Description de la drosophile suzukii de la vigne

Symptômes sur la vigne

Période de présence

Méthode d’observation

Conseils de gestion technique et agronomique

Niveau de pression

  • Description de la drosophile suzukii de la vigne

La drosophile suzukii (Drosophila suzukii) se développe en conditions humides lors de la véraison
Diapause pendant l’hiver dans abris et forêts
Adulte : petite mouche jaune brun avec des yeux rouges vifs
Femelle ovipositeur caractéristique
Mâle tâches noires à l’extrémité des ailes
Cycle d’environ 10 jours 13 générations/an

Plus attirée par les cépages rouges

  • Symptômes sur la vigne

Attaque de fruits sains. Larves se nourrissent de la pulpe du fruit : dépression et affaiblissement de l’épiderme. Création de blessures : porte d’entrée pour d’autres maladies et ravageurs et développement de pourriture acide.

  • Période de présence

Septembre à octobre.

  • Méthode d’observation

Du stade véraison à aoûtement.

Contrôle des grappes : comptage hebdomadaire des larves sur 50 baies prélevées aléatoirement
Identification hebdomadaire des Drosophiles suzukii femelles et mâles à l’aide du piégeage

  • Conseils de gestion technique et agronomique

Lutte préventive :
Effeuiller
Détruire grappes atteintes
Enherbement court
Piégeage de masse : installation dans la parcelle de bouteilles en plastique (jaune ou rouge) perforées (3-4 mm), contenant vinaigre de cidre, eau et quelques gouttes de liquide vaisselle.
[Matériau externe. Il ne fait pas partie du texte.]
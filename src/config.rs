use crate::types::{Delimiter, Visibility};
use crate::upload::UploadConfig;
use std::path::PathBuf;
use std::time::Duration;

/// Application configuration.
pub struct Config {
    pub manifest: Option<PathBuf>,
    pub auth_file: PathBuf,
    pub base_directory: Option<PathBuf>,
    pub report: Option<PathBuf>,

    pub delay: Duration,
    pub timeout: Duration,
    pub burst: u32,
    pub threads_num: u16,

    pub delimiter: Delimiter,
    pub visibility: Visibility,

    pub auth_only: bool,
    pub list_albums: bool,
    pub no_progress_bar: bool,
}

impl std::fmt::Debug for Config {
    fn fmt(&self, f: &mut std::fmt::Formatter<'_>) -> std::fmt::Result {
        f.debug_struct("Config")
            .field("manifest", &self.manifest)
            .field("auth_file", &self.auth_file)
            .field("delimiter", &self.delimiter)
            .field("visibility", &self.visibility)
            .field("delay", &self.delay)
            .field("threads_num", &self.threads_num)
            .finish_non_exhaustive()
    }
}

fn expand_tilde(path: &str) -> PathBuf {
    if let Some(stripped) = path.strip_prefix("~/") {
        if let Some(home) = dirs::home_dir() {
            return home.join(stripped);
        }
    }
    PathBuf::from(path)
}

impl Config {
    pub fn from_cli(cli: crate::cli::Cli) -> anyhow::Result<Self> {
        if cli.timeout_secs == 0 {
            anyhow::bail!("--timeout-secs must be greater than zero");
        }

        let base_directory = cli.base_directory.as_deref().map(expand_tilde);
        if let Some(dir) = &base_directory {
            if !dir.is_dir() {
                anyhow::bail!("Base directory {} does not exist", dir.display());
            }
        }

        Ok(Self {
            manifest: cli.manifest.as_deref().map(expand_tilde),
            auth_file: expand_tilde(&cli.auth_file),
            base_directory,
            report: cli.report.as_deref().map(expand_tilde),
            delay: Duration::from_millis(cli.delay_ms),
            timeout: Duration::from_secs(cli.timeout_secs),
            burst: cli.burst,
            threads_num: cli.threads_num,
            delimiter: cli.delimiter,
            visibility: cli.visibility,
            auth_only: cli.auth_only,
            list_albums: cli.list_albums,
            no_progress_bar: cli.no_progress_bar,
        })
    }

    /// The slice of configuration the upload engine needs.
    pub fn upload_config(&self) -> UploadConfig {
        UploadConfig {
            base_directory: self.base_directory.clone(),
            visibility: self.visibility,
            delay: self.delay,
            burst: self.burst,
            threads_num: self.threads_num as usize,
            no_progress_bar: self.no_progress_bar,
        }
    }
}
Placer à 1,50m du sol, à l’ombre, aux abords et/ou dans la culture.

  • Niveau de pression

Faible : <1 % de baies infestées de larves
ou moins d’1 sur 2 contrôles hebdomadaires successifs révèlent la présence de larves

Moyen : 1-3 % de baies infestées de larves
ou 1 sur 2 contrôles hebdomadaires successifs révèlent la présence de larves

Fort : 4 % de baies infestées de larves
ou 2 contrôles hebdomadaires successifs révèlent la présence de larves

Les niveaux de pression sont donnés à titre indicatif et ne sauraient refléter une précision exacte de gravité d’infestation à un instant T ou de dommage ultérieur. D’autres facteurs propres à la culture et à la dynamique d’évolution des symptômes ou infestations interviennent.